§ **Records from a dataset**
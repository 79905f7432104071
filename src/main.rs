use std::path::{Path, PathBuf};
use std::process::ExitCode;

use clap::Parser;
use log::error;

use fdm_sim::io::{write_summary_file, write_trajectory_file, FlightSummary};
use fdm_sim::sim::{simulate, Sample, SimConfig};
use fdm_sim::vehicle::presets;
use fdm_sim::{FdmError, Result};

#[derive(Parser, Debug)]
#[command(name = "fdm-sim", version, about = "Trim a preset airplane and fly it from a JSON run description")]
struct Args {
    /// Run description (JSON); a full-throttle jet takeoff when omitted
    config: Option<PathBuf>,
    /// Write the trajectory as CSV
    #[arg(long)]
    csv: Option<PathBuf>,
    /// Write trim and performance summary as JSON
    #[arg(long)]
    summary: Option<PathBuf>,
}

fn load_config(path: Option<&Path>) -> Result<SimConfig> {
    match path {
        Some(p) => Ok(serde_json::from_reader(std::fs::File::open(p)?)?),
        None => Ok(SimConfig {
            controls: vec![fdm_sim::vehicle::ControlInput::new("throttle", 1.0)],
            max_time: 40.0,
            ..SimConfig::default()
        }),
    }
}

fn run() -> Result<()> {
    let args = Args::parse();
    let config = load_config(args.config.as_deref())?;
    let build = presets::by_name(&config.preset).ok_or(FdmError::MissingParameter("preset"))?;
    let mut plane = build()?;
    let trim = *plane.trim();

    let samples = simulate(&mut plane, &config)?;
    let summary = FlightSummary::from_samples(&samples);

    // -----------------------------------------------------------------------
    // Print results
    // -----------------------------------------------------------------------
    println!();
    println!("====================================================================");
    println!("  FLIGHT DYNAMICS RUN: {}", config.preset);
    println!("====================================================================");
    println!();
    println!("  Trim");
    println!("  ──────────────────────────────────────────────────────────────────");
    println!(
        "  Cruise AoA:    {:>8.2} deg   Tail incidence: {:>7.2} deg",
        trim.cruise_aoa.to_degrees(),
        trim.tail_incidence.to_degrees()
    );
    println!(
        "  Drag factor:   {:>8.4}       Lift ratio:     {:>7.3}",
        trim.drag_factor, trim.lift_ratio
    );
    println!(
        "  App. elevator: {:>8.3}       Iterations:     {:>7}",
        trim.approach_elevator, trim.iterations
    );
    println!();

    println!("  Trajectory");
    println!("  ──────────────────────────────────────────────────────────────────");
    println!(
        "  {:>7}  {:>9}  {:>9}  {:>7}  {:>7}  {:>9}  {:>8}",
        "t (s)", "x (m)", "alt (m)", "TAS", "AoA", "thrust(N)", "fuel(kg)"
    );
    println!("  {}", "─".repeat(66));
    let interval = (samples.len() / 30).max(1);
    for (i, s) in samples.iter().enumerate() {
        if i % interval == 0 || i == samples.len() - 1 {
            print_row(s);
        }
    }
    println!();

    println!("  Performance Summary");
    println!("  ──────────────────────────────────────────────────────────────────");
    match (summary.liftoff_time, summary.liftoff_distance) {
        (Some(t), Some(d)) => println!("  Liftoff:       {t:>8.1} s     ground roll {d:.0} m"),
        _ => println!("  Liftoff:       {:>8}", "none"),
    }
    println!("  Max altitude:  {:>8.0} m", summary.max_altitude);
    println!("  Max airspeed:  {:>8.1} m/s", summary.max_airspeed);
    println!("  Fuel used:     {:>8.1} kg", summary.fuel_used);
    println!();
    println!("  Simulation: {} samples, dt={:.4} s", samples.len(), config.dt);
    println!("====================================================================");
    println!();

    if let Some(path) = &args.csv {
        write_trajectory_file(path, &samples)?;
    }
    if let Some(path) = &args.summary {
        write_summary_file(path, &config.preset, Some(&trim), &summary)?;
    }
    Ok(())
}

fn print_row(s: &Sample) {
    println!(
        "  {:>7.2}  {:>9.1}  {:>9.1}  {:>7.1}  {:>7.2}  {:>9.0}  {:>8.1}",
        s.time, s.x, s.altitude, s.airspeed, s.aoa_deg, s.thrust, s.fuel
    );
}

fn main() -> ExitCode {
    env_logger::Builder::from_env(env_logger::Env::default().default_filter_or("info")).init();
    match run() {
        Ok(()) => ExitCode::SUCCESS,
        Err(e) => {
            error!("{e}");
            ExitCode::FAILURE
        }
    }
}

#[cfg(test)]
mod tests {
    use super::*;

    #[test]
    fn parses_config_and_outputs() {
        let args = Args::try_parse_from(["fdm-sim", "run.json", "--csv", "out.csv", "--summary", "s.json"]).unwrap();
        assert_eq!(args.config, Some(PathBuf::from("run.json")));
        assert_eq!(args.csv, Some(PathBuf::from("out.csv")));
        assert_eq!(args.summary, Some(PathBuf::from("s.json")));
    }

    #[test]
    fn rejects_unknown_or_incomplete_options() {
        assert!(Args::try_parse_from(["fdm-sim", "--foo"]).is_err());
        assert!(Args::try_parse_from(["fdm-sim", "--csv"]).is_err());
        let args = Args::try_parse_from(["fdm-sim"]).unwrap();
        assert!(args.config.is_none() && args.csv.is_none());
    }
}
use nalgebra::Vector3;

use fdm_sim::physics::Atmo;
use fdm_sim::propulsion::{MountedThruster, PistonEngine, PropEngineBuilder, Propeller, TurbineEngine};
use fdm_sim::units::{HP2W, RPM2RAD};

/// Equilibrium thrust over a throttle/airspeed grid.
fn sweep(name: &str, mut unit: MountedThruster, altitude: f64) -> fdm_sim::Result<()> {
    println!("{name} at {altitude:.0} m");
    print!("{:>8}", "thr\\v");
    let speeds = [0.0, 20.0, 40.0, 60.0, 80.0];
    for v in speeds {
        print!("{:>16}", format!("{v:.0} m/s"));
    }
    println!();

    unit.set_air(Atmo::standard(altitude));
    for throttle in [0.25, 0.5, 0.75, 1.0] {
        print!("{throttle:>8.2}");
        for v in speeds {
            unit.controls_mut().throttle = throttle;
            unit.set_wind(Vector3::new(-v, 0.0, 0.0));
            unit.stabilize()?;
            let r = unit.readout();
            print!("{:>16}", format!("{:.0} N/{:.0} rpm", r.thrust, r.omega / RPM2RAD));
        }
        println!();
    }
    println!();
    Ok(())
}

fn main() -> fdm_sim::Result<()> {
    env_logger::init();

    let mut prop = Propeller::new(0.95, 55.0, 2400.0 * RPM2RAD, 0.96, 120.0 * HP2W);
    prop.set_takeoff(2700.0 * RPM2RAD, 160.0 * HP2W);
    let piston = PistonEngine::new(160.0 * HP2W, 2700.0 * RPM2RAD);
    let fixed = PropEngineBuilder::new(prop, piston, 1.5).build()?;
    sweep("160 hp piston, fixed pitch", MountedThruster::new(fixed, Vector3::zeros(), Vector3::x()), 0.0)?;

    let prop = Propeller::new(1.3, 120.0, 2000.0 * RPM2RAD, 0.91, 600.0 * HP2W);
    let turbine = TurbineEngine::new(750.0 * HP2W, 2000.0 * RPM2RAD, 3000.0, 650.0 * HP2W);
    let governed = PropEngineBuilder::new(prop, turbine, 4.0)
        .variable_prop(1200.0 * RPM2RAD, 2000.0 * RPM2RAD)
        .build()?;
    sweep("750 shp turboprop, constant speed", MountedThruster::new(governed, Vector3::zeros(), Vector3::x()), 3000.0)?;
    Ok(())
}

§ **REQUIRED WORK**
Reproduce the records above in their entirety, unchanged.

§ **OUTPUT BELOW**
repository 79905f7432104071
filename src/main.rs
use std::path::{Path, PathBuf};
use std::process::ExitCode;

use clap::Parser;
use log::error;

use fdm_sim::io::{write_summary_file, write_trajectory_file, FlightSummary};
use fdm_sim::sim::{simulate, Sample, SimConfig};
use fdm_sim::vehicle::presets;
use fdm_sim::{FdmError, Result};

#[derive(Parser, Debug)]
#[command(name = "fdm-sim", version, about = "Trim a preset airplane and fly it from a JSON run description")]
struct Args {
    /// Run description (JSON); a full-throttle jet takeoff when omitted
    config: Option<PathBuf>,
    /// Write the trajectory as CSV
    #[arg(long)]
    csv: Option<PathBuf>,
    /// Write trim and performance summary as JSON
    #[arg(long)]
    summary: Option<PathBuf>,
}

fn load_config(path: Option<&Path>) -> Result<SimConfig> {
    match path {
        Some(p) => Ok(serde_json::from_reader(std::fs::File::open(p)?)?),
        None => Ok(SimConfig {
            controls: vec![fdm_sim::vehicle::ControlInput::new("throttle", 1.0)],
            max_time: 40.0,
            ..SimConfig::default()
        }),
    }
}

fn run() -> Result<()> {
    let args = Args::parse();
    let config = load_config(args.config.as_deref())?;
    let build = presets::by_name(&config.preset).ok_or(FdmError::MissingParameter("preset"))?;
    let mut plane = build()?;
    let trim = *plane.trim();

    let samples = simulate(&mut plane, &config)?;
    let summary = FlightSummary::from_samples(&samples);

    // -----------------------------------------------------------------------
    // Print results
    // -----------------------------------------------------------------------
    println!();
    println!("====================================================================");
    println!("  FLIGHT DYNAMICS RUN: {}", config.preset);
    println!("====================================================================");
    println!();
    println!("  Trim");
    println!("  ──────────────────────────────────────────────────────────────────");
    println!(
        "  Cruise AoA:    {:>8.2} deg   Tail incidence: {:>7.2} deg",
        trim.cruise_aoa.to_degrees(),
        trim.tail_incidence.to_degrees()
    );
    println!(
        "  Drag factor:   {:>8.4}       Lift ratio:     {:>7.3}",
        trim.drag_factor, trim.lift_ratio
    );
    println!(
        "  App. elevator: {:>8.3}       Iterations:     {:>7}",
        trim.approach_elevator, trim.iterations
    );
    println!();

    println!("  Trajectory");
    println!("  ──────────────────────────────────────────────────────────────────");
    println!(
        "  {:>7}  {:>9}  {:>9}  {:>7}  {:>7}  {:>9}  {:>8}",
        "t (s)", "x (m)", "alt (m)", "TAS", "AoA", "thrust(N)", "fuel(kg)"
    );
    println!("  {}", "─".repeat(66));
    let interval = (samples.len() / 30).max(1);
    for (i, s) in samples.iter().enumerate() {
        if i % interval == 0 || i == samples.len() - 1 {
            print_row(s);
        }
    }
    println!();

    println!("  Performance Summary");
    println!("  ──────────────────────────────────────────────────────────────────");
    match (summary.liftoff_time, summary.liftoff_distance) {
        (Some(t), Some(d)) => println!("  Liftoff:       {t:>8.1} s     ground roll {d:.0} m"),
        _ => println!("  Liftoff:       {:>8}", "none"),
    }
    println!("  Max altitude:  {:>8.0} m", summary.max_altitude);
    println!("  Max airspeed:  {:>8.1} m/s", summary.max_airspeed);
    println!("  Fuel used:     {:>8.1} kg", summary.fuel_used);
    println!();
    println!("  Simulation: {} samples, dt={:.4} s", samples.len(), config.dt);
    println!("====================================================================");
    println!();

    if let Some(path) = &args.csv {
        write_trajectory_file(path, &samples)?;
    }
    if let Some(path) = &args.summary {
        write_summary_file(path, &config.preset, Some(&trim), &summary)?;
    }
    Ok(())
}

fn print_row(s: &Sample) {
    println!(
        "  {:>7.2}  {:>9.1}  {:>9.1}  {:>7.1}  {:>7.2}  {:>9.0}  {:>8.1}",
        s.time, s.x, s.altitude, s.airspeed, s.aoa_deg, s.thrust, s.fuel
    );
}

fn main() -> ExitCode {
    env_logger::Builder::from_env(env_logger::Env::default().default_filter_or("info")).init();
    match run() {
        Ok(()) => ExitCode::SUCCESS,
        Err(e) => {
            error!("{e}");
            ExitCode::FAILURE
        }
    }
}

#[cfg(test)]
mod tests {
    use super::*;

    #[test]
    fn parses_config_and_outputs() {
        let args = Args::try_parse_from(["fdm-sim", "run.json", "--csv", "out.csv", "--summary", "s.json"]).unwrap();
        assert_eq!(args.config, Some(PathBuf::from("run.json")));
        assert_eq!(args.csv, Some(PathBuf::from("out.csv")));
        assert_eq!(args.summary, Some(PathBuf::from("s.json")));
    }

    #[test]
    fn rejects_unknown_or_incomplete_options() {
        assert!(Args::try_parse_from(["fdm-sim", "--foo"]).is_err());
        assert!(Args::try_parse_from(["fdm-sim", "--csv"]).is_err());
        let args = Args::try_parse_from(["fdm-sim"]).unwrap();
        assert!(args.config.is_none() && args.csv.is_none());
    }
}
use nalgebra::Vector3;

use fdm_sim::physics::Atmo;
use fdm_sim::propulsion::{MountedThruster, PistonEngine, PropEngineBuilder, Propeller, TurbineEngine};
use fdm_sim::units::{HP2W, RPM2RAD};

/// Equilibrium thrust over a throttle/airspeed grid.
fn sweep(name: &str, mut unit: MountedThruster, altitude: f64) -> fdm_sim::Result<()> {
    println!("{name} at {altitude:.0} m");
    print!("{:>8}", "thr\\v");
    let speeds = [0.0, 20.0, 40.0, 60.0, 80.0];
    for v in speeds {
        print!("{:>16}", format!("{v:.0} m/s"));
    }
    println!();

    unit.set_air(Atmo::standard(altitude));
    for throttle in [0.25, 0.5, 0.75, 1.0] {
        print!("{throttle:>8.2}");
        for v in speeds {
            unit.controls_mut().throttle = throttle;
            unit.set_wind(Vector3::new(-v, 0.0, 0.0));
            unit.stabilize()?;
            let r = unit.readout();
            print!("{:>16}", format!("{:.0} N/{:.0} rpm", r.thrust, r.omega / RPM2RAD));
        }
        println!();
    }
    println!();
    Ok(())
}

fn main() -> fdm_sim::Result<()> {
    env_logger::init();

    let mut prop = Propeller::new(0.95, 55.0, 2400.0 * RPM2RAD, 0.96, 120.0 * HP2W);
    prop.set_takeoff(2700.0 * RPM2RAD, 160.0 * HP2W);
    let piston = PistonEngine::new(160.0 * HP2W, 2700.0 * RPM2RAD);
    let fixed = PropEngineBuilder::new(prop, piston, 1.5).build()?;
    sweep("160 hp piston, fixed pitch", MountedThruster::new(fixed, Vector3::zeros(), Vector3::x()), 0.0)?;

    let prop = Propeller::new(1.3, 120.0, 2000.0 * RPM2RAD, 0.91, 600.0 * HP2W);
    let turbine = TurbineEngine::new(750.0 * HP2W, 2000.0 * RPM2RAD, 3000.0, 650.0 * HP2W);
    let governed = PropEngineBuilder::new(prop, turbine, 4.0)
        .variable_prop(1200.0 * RPM2RAD, 2000.0 * RPM2RAD)
        .build()?;
    sweep("750 shp turboprop, constant speed", MountedThruster::new(governed, Vector3::zeros(), Vector3::x()), 3000.0)?;
    Ok(())
}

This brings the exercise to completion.